## Assigned task
Scan the material below for "Data", then return each line that contains it.

## Material for this exercise
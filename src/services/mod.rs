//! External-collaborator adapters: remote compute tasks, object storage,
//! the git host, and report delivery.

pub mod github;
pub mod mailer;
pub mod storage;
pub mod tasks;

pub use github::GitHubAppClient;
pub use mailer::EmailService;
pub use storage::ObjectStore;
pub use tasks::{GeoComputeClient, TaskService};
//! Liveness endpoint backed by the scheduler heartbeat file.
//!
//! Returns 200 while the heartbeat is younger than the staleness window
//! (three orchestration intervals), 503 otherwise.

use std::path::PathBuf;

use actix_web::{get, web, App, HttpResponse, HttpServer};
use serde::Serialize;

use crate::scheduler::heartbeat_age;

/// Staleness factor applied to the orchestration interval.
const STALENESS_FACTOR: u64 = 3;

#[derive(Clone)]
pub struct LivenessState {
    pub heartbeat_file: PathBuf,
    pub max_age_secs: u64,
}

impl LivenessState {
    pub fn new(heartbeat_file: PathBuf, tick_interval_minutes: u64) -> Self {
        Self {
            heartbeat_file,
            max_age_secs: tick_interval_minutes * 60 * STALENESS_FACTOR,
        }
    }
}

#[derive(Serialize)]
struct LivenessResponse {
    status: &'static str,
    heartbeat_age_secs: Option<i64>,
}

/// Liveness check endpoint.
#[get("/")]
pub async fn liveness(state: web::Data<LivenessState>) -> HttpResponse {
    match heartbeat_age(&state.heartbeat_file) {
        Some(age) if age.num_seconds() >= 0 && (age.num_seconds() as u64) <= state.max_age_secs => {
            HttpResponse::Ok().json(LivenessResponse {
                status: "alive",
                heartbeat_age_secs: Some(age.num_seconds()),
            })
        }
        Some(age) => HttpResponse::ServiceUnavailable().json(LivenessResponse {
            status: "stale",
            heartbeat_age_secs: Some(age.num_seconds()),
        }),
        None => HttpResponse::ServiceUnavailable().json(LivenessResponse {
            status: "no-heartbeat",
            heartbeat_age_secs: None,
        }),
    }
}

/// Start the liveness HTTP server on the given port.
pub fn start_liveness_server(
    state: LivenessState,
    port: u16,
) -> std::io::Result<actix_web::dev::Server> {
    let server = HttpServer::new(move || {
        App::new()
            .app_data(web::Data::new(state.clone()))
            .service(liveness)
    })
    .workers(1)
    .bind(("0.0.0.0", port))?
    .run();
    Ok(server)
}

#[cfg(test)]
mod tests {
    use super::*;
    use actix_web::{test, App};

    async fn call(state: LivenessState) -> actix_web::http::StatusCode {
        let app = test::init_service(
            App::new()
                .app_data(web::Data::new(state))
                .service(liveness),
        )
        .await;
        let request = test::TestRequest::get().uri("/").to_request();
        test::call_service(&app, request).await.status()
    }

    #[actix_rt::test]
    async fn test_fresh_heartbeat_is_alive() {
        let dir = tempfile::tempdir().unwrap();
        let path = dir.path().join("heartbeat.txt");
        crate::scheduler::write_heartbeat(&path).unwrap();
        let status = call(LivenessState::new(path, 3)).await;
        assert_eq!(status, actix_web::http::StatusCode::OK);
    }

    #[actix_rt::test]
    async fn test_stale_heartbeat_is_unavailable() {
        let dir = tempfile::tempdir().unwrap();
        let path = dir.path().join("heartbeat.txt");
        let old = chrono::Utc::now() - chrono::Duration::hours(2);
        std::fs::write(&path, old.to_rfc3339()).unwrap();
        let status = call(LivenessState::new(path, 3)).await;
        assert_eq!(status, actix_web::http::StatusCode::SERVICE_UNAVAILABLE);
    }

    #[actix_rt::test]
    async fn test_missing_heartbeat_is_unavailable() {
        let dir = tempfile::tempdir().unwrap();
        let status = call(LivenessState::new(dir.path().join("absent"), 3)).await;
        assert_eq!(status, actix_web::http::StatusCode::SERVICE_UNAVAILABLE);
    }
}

## Result of this task
pub async fn liveness(state: web::Data<LivenessState>) -> HttpResponse {
            .app_data(web::Data::new(state.clone()))
                .app_data(web::Data::new(state))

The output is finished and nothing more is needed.